YOUR TASK: How many separate lines of the data contain "TsFormat"? Give the count and nothing else.

"""

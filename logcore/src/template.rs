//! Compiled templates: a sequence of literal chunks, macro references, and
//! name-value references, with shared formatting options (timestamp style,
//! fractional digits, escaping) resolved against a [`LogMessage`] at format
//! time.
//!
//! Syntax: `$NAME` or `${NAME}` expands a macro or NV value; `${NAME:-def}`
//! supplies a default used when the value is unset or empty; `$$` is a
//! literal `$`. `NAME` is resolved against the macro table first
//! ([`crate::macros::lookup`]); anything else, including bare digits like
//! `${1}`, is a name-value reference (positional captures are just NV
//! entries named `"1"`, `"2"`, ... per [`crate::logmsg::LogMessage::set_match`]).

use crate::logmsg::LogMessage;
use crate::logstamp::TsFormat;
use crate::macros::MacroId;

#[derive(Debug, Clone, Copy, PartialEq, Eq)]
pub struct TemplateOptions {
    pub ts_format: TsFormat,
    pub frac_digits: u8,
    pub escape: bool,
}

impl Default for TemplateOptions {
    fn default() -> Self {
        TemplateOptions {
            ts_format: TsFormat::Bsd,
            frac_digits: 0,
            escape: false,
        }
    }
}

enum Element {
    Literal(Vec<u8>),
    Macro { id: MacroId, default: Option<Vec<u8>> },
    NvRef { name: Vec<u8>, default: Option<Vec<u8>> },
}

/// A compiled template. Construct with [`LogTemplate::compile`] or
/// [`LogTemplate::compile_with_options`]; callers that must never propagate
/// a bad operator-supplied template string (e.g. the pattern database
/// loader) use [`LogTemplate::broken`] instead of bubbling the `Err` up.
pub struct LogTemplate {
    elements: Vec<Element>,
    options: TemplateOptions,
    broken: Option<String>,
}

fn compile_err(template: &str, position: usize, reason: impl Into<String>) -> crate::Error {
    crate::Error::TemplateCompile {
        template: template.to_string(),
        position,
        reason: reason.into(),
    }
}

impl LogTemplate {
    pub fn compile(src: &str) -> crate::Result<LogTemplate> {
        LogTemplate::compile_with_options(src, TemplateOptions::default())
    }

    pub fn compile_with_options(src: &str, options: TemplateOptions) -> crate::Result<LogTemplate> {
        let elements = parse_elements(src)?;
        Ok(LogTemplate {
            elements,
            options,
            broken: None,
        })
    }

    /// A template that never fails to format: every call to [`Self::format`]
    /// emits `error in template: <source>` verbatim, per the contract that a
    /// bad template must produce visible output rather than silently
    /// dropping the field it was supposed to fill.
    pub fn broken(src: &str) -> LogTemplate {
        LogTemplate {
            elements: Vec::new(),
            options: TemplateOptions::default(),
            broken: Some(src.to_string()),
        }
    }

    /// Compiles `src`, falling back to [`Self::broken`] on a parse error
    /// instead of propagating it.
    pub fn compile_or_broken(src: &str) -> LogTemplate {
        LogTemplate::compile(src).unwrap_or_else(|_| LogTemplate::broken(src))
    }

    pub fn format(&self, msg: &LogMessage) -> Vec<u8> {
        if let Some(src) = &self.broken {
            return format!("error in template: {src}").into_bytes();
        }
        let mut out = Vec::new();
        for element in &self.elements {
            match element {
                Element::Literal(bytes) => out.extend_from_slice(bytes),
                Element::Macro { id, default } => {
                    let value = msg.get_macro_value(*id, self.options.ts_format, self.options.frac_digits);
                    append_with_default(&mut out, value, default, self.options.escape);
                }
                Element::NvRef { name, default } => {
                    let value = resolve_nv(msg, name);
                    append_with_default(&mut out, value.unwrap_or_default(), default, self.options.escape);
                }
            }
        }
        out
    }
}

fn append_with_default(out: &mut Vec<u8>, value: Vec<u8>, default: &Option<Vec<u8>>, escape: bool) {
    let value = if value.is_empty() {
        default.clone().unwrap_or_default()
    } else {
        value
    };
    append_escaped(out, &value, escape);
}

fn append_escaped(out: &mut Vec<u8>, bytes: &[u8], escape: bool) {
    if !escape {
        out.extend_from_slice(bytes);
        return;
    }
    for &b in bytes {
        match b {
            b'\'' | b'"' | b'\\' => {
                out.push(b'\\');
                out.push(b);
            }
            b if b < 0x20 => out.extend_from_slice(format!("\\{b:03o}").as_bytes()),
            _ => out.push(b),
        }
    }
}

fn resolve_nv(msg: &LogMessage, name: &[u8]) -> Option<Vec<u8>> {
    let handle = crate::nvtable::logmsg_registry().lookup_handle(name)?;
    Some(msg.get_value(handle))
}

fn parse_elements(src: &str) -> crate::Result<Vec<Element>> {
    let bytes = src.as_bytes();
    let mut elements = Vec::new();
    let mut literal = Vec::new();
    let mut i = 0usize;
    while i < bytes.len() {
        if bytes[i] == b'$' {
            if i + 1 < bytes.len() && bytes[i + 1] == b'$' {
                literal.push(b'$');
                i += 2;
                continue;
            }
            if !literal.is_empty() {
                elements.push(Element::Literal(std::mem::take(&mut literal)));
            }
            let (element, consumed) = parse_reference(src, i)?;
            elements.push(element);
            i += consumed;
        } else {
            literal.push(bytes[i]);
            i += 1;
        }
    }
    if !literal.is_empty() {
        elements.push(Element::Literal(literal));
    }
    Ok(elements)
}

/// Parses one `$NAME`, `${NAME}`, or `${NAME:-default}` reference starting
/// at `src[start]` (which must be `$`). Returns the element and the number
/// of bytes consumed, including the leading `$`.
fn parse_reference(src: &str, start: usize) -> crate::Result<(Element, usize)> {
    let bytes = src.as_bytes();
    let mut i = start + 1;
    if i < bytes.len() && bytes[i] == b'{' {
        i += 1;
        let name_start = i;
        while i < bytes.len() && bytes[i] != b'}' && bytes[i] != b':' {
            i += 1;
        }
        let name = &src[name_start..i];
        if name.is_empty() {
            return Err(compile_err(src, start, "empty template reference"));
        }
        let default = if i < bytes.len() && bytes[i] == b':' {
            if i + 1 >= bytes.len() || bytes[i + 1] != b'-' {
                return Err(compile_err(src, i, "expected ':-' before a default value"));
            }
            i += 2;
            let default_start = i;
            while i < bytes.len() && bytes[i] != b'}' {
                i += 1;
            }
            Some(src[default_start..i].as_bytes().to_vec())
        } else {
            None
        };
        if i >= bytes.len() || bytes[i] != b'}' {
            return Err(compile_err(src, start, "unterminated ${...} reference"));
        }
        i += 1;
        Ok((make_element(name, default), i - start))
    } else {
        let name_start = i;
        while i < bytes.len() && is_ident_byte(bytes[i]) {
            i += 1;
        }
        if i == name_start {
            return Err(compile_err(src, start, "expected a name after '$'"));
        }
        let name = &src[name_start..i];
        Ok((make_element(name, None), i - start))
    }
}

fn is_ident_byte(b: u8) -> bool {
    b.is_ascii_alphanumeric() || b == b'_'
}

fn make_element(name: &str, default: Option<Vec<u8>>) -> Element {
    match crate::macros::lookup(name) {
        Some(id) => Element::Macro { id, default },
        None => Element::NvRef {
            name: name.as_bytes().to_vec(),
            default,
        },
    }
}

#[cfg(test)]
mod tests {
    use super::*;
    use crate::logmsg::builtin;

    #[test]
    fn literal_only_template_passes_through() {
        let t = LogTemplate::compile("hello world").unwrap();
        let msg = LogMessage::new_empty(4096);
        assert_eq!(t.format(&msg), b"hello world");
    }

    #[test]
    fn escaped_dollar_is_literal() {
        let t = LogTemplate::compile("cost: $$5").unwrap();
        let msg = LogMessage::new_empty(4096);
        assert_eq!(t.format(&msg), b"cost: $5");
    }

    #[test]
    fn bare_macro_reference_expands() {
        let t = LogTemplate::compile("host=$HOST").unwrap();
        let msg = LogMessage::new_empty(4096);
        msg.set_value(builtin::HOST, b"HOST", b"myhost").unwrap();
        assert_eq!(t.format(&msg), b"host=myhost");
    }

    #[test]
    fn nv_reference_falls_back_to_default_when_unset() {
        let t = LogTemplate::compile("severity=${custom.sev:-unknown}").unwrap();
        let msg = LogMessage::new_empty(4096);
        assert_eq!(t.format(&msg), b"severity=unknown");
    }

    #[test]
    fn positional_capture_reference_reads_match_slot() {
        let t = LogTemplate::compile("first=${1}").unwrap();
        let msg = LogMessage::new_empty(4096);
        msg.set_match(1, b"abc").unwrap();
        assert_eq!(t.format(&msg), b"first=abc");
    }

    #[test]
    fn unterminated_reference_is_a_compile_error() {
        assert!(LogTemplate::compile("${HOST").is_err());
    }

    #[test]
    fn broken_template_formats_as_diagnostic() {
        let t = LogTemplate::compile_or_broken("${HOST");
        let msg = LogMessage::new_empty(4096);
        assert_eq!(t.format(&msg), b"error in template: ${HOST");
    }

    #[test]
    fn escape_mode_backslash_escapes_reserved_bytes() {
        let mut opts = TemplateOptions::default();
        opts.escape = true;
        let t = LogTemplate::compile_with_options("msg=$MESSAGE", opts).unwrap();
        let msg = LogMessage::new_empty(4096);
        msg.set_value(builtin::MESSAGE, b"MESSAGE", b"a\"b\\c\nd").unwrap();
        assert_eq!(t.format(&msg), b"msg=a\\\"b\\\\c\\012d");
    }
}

"""

RESPONSE TO THIS TASK: 3